Pernahkan kalian lihat yang seperti ini

 

 

atau seperti ini

 

 

 

saat setting Plan?
Bagaimana bisa ada pilihan “on” dan “off” padahal biasanya hanya ada pilihan “fwd”, “lft” atau “rgt” saja kan?
Fitur “on” dan “off” ini adalah salah satu senjata rahasia ichibot. Untuk menambah pilihan “on” dan “off” ada di menu SET DEFAULT.

Caranya:
1. Matikan robot.
2. Tekan tombol OK Left, dan tahan.
3. Nyalakan robot sampai muncul tampilan seperti ini

4. Pada pilihan Robot Mode, pilih Mode transporter dengan menekan tombol upR atau downR.

5. Tekan tombol okR untuk kembali ke Home Screen.

Pilihan “on” dan “off” ini fungsinya untuk mengaktifkan/mematikan output tambahan yang kita pasang di robot. Jadi robot kita sekarang bisa jadi robot line follower pemadam api. Tapi  yang harus diingat, output mikrokontroler tidak cukup kuat untuk menjalankan motor kipas. Jadi kita perlu membuat driver motor tambahan untuk menjalankan motor kipas.

Alat dan Bahan

  1. Resistor 330 Ohm.
  2. BD139.
  3. Relay 5 Volt.
  4. Dioda.
  5. PCB lubang.
  6. Motor DC beserta kipasnya.

Pemasangan Hardware

Susun alat dan bahan sesuai dengan skematik gambar disamping. Hubungkan modul kipas ke Ichibot dengan aturan seperti ini :

  • pin 12v modul kipas → 12v Ichibot
  • pin 5v modul kipas → 5v Ichibot
  • pin GND modul kipas → GND Ichibot
  • pin ENABLE modul kipas → TX Ichibot

  

Motor yang dipakai itu motor tamiya. Lalu kipasnya itu hasil bongkaran dari kipas yang biasa dipakai untuk processor atau kipas-kipas pendingin di rangkaian elektronika.

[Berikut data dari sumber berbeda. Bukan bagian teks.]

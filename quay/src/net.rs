use std::{net::SocketAddr, sync::Arc, time::Duration};

use thiserror::Error;
use tokio::{
	io::{self, AsyncRead, AsyncReadExt, AsyncWrite, AsyncWriteExt},
	net::{TcpListener, TcpSocket},
	sync::watch,
	time::{error::Elapsed, timeout},
};
use tracing::{debug, error, warn};

use crate::protocol::{Handler, Session, SessionError};

const ACCEPT_BACKOFF: Duration = Duration::from_millis(100);

/// Bind a listening socket with a bounded backlog.
pub fn bind(address: SocketAddr, backlog: u32) -> io::Result<TcpListener> {
	let socket = match address {
		SocketAddr::V4(_) => TcpSocket::new_v4()?,
		SocketAddr::V6(_) => TcpSocket::new_v6()?,
	};

	socket.set_reuseaddr(true)?;
	socket.bind(address)?;
	socket.listen(backlog)
}

// runs as long as the MTA keeps the connection open, which may be for many
// transactions. All the protocol work happens in Session and Handler.
pub async fn serve<S>(
	mut stream: S,
	handler: Arc<Handler>,
	mut rx: watch::Receiver<bool>,
) -> Result<(), ServeError>
where
	S: AsyncRead + AsyncWrite + Unpin,
{
	let limits = handler.limits();
	let mut session = Session::new(limits);

	let mut buf = vec![0; 1024];

	loop {
		let read = tokio::select! {
			read = read_within(&mut stream, &mut buf, limits.idle_timeout) => read?,
			_ = rx.changed() => return Ok(()),
		};

		// A zero sized read, the MTA is done with us
		if read == 0 {
			debug!("Connection closed by client");
			return Ok(());
		}

		session.push(&buf[..read]);

		while let Some(transaction) = session.next_transaction()? {
			let response = handler.respond(transaction).await;
			stream.write_all(response.as_string().as_bytes()).await?;
		}
	}
}

async fn read_within<S>(
	stream: &mut S,
	buf: &mut [u8],
	idle: Option<Duration>,
) -> Result<usize, ServeError>
where
	S: AsyncRead + Unpin,
{
	match idle {
		Some(idle) => Ok(timeout(idle, stream.read(buf)).await??),
		None => Ok(stream.read(buf).await?),
	}
}

// waits for new connections, dispatches a new task to handle each of them
pub async fn listen(listener: TcpListener, handler: Arc<Handler>, mut rx: watch::Receiver<bool>) {
	loop {
		let accepted = tokio::select! {
			_ = rx.changed() => break,
			accepted = listener.accept() => accepted,
		};

		let (stream, clientaddr) = match accepted {
			Ok(accepted) => accepted,
			Err(err) => {
				error!("Failed to accept connection: {}", err);
				if backoff(&mut rx).await {
					break;
				}
				continue;
			}
		};

		debug!(
			"Connect from {}, port {}.",
			clientaddr.ip(),
			clientaddr.port()
		);

		let handler = handler.clone();
		let rx = rx.clone();
		tokio::spawn(async move {
			if let Err(err) = serve(stream, handler, rx).await {
				warn!("Closed connection from {}: {}", clientaddr, err);
			}
		});
	}
}

// Errors like EMFILE persist until a connection closes, so don't spin on them.
// True when shutdown was asked for while waiting.
async fn backoff(rx: &mut watch::Receiver<bool>) -> bool {
	tokio::select! {
		_ = rx.changed() => true,
		_ = tokio::time::sleep(ACCEPT_BACKOFF) => false,
	}
}

#[derive(Debug, Error)]
pub enum ServeError {
	#[error("there was an error on the connection: {0}")]
	Io(#[from] io::Error),
	#[error("connection was idle for too long")]
	IdleTimeout(#[from] Elapsed),
	#[error("{0}")]
	Session(#[from] SessionError),
}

Dudukan motor kipasnya menggunakan akrilik. Desainnya terserah kalian mau dibentuk seperti apa. Buat kalian yang gak mau repot, atau tertarik ingin buat dudukan yg seperti contoh diatas silakan download desain corel nya disini

Dudukan itu dipasang di baut yang menghubungkan MCU dengan gearbox.

Cara Pemakaian

Kalau semua perangkat udah siap dan terpasang kita lakukan uji coba dulu, caranya:

  1. Nyalakan robotmu.
  2. Masuk ke menu set plan
    *sebelumnya setting dulu robotmu menjadi mode Transporter (wajib)
  3. Setting index 1 seperti ini

  4. Atur Stop Index di posisi 1.
  5. Kembali ke Home Screen.
  6. Angkat robot (agar robot tidak berjalan di track, hanya untuk tes kipas).
  7. Run

Kalau kipas bisa berputar, berarti kipas tidak ada masalah. Tetapi jika kipas tidak berputar sama sekali, cek dulu koneksi driver motor kipas ke robot. Kalau masih tidak mau berputar, berarti ada yang salah di driver motor kipasmu. Coba cek lagi jalur/solderannya.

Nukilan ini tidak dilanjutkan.